The schematic is pretty simple, with the FT232H not requiring too many external components and the datasheet even providing example circuits. As is the theme with most of the boards I design at home, I ignored standard things like ferrite beads, TVS, and fuses due to board size and not having parts. In addition to standard decoupling, the FT232H needs a “precision” 12K resistor (I just put a 10K and 1Ks in series), a 12MHz crystal, and EEPROM.

Layout

Altium’s layout software is pretty awesome. I really like the quick switching between 3D views which makes it really easy to find and correct things like silkscreen overlap. The live DRC pointing out part collisions is also nice. It can be a bit annoying to set up design rules and having to press two keys for everything instead of one for KiCad but overall, I like it.
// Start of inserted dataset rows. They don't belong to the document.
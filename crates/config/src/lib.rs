use anyhow::{Context, Result};
use serde::{Deserialize, Serialize};
use std::path::Path;

#[derive(Debug, thiserror::Error)]
pub enum ProfileError {
    #[error("Profile field '{0}' cannot be empty")]
    EmptyField(&'static str),
    #[error("Profile '{0}' declares no print intrinsics")]
    NoPrintIntrinsics(String),
}

/// Assembly-dialect profile: the literal instruction text the block
/// classifier and the listing scanner match on. The rules themselves are
/// fixed in the engine; only the matched text varies per toolchain.
///
/// The defaults reproduce the upstream x86-64 AT&T compiler service.
#[derive(Debug, Serialize, Deserialize, Clone)]
#[serde(deny_unknown_fields)]
pub struct DialectProfile {
    pub name: String,
    /// Token opening each step-boundary comment line in the raw listing.
    pub step_marker: String,
    /// Function whose snapshots anchor the prologue/main boundary.
    pub entry_function: String,
    /// Callee names treated as print intrinsics.
    pub print_intrinsics: Vec<String>,
    /// Call mnemonic substring.
    pub call_mnemonic: String,
    /// Frame-pointer push instruction.
    pub frame_push: String,
    /// Frame-pointer setup instruction.
    pub frame_setup: String,
    /// Global-symbol declaration directive.
    pub global_directive: String,
}

impl Default for DialectProfile {
    fn default() -> Self {
        Self {
            name: "x86_64-att".to_string(),
            step_marker: "# SNAPIDX".to_string(),
            entry_function: "main".to_string(),
            print_intrinsics: vec!["printf".to_string()],
            call_mnemonic: "call".to_string(),
            frame_push: "pushq %rbp".to_string(),
            frame_setup: "movq %rsp, %rbp".to_string(),
            global_directive: ".globl".to_string(),
        }
    }
}

impl DialectProfile {
    pub fn from_file<P: AsRef<Path>>(path: P) -> Result<Self> {
        let f = std::fs::File::open(&path)
            .with_context(|| format!("Failed to open dialect profile at {:?}", path.as_ref()))?;
        let profile: Self =
            serde_yaml::from_reader(f).context("Failed to parse dialect profile YAML")?;
        profile.validate()?;
        Ok(profile)
    }

    pub fn validate(&self) -> Result<(), ProfileError> {
        if self.name.trim().is_empty() {
            return Err(ProfileError::EmptyField("name"));
        }
        if self.step_marker.trim().is_empty() {
            return Err(ProfileError::EmptyField("step_marker"));
        }
        if self.entry_function.trim().is_empty() {
            return Err(ProfileError::EmptyField("entry_function"));
        }
        if self.call_mnemonic.trim().is_empty() {
            return Err(ProfileError::EmptyField("call_mnemonic"));
        }
        if self.frame_push.trim().is_empty() {
            return Err(ProfileError::EmptyField("frame_push"));
        }
        if self.frame_setup.trim().is_empty() {
            return Err(ProfileError::EmptyField("frame_setup"));
        }
        if self.global_directive.trim().is_empty() {
            return Err(ProfileError::EmptyField("global_directive"));
        }
        if self.print_intrinsics.iter().all(|p| p.trim().is_empty()) {
            return Err(ProfileError::NoPrintIntrinsics(self.name.clone()));
        }
        Ok(())
    }
}
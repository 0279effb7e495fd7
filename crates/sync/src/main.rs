// Tracewalk - Step-Trace Correlation Engine
// Copyright (C) 2026 Tracewalk Team
//
// This software is released under the MIT License.
// See the LICENSE file in the project root for full license information.

use std::io;
use tracewalk_sync::server::SyncServer;

fn main() -> anyhow::Result<()> {
    tracing_subscriber::fmt::init();

    let stdin = io::stdin();
    let stdout = io::stdout();

    let mut server = SyncServer::new();
    server.run(stdin.lock(), stdout.lock())?;

    Ok(())
}
pub mod blocks;
pub mod diff;
pub mod listing;
pub mod metrics;
pub mod navigator;
pub mod resolver;
pub mod session;
pub mod snapshot;
pub mod view;


#[derive(Debug, thiserror::Error)]
pub enum EngineError {
    #[error("Compilation failed: {0}")]
    CompileFailed(String),
    #[error("Step marker count ({markers}) does not match snapshot count ({snapshots})")]
    MarkerMismatch { markers: usize, snapshots: usize },
}

pub type EngineResult<T> = Result<T, EngineError>;

/// Trait for driving external views (editor decoration, scroll-into-view)
/// from navigation events in a modular way.
pub trait SyncObserver: std::fmt::Debug {
    fn on_run_loaded(&self, _steps: usize, _blocks: usize) {}
    fn on_step(&self, _view: &view::StepView) {}
}

pub use blocks::{AssemblyBlock, BlockTimeline, PROLOGUE_LINE};
pub use diff::{diff, VarDiff};
pub use listing::{ListingSpan, MarkerIndex};
pub use navigator::{NavAction, NavState};
pub use session::{RunData, TraceSession};
pub use snapshot::{Snapshot, SnapshotStore, Variable};
pub use view::{FallbackView, StepView, VariableView};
It didn’t take long before I had a completed layout.

Flashing EEPROMs

The secret sauce that turns an FTDI chip into a Xilinx programmer is just special values stored in its EEPROM which alerts Xilinx/Digilent drivers to configure it as such. While I would certainly recommend against recreating my project in a commercial capacity without legal agreements with Xilinx or Digilent, for the struggling college student or someone who opposes the partial monopoly on a moral basis, it just might be worth it.

I have to give credit to this gist which was the only reason this project was possible (especially since I didn’t own any official programmers myself). I’ve compiled all of the EEPROM dumps along with some of my own in a central repo just in case the original gist disappears.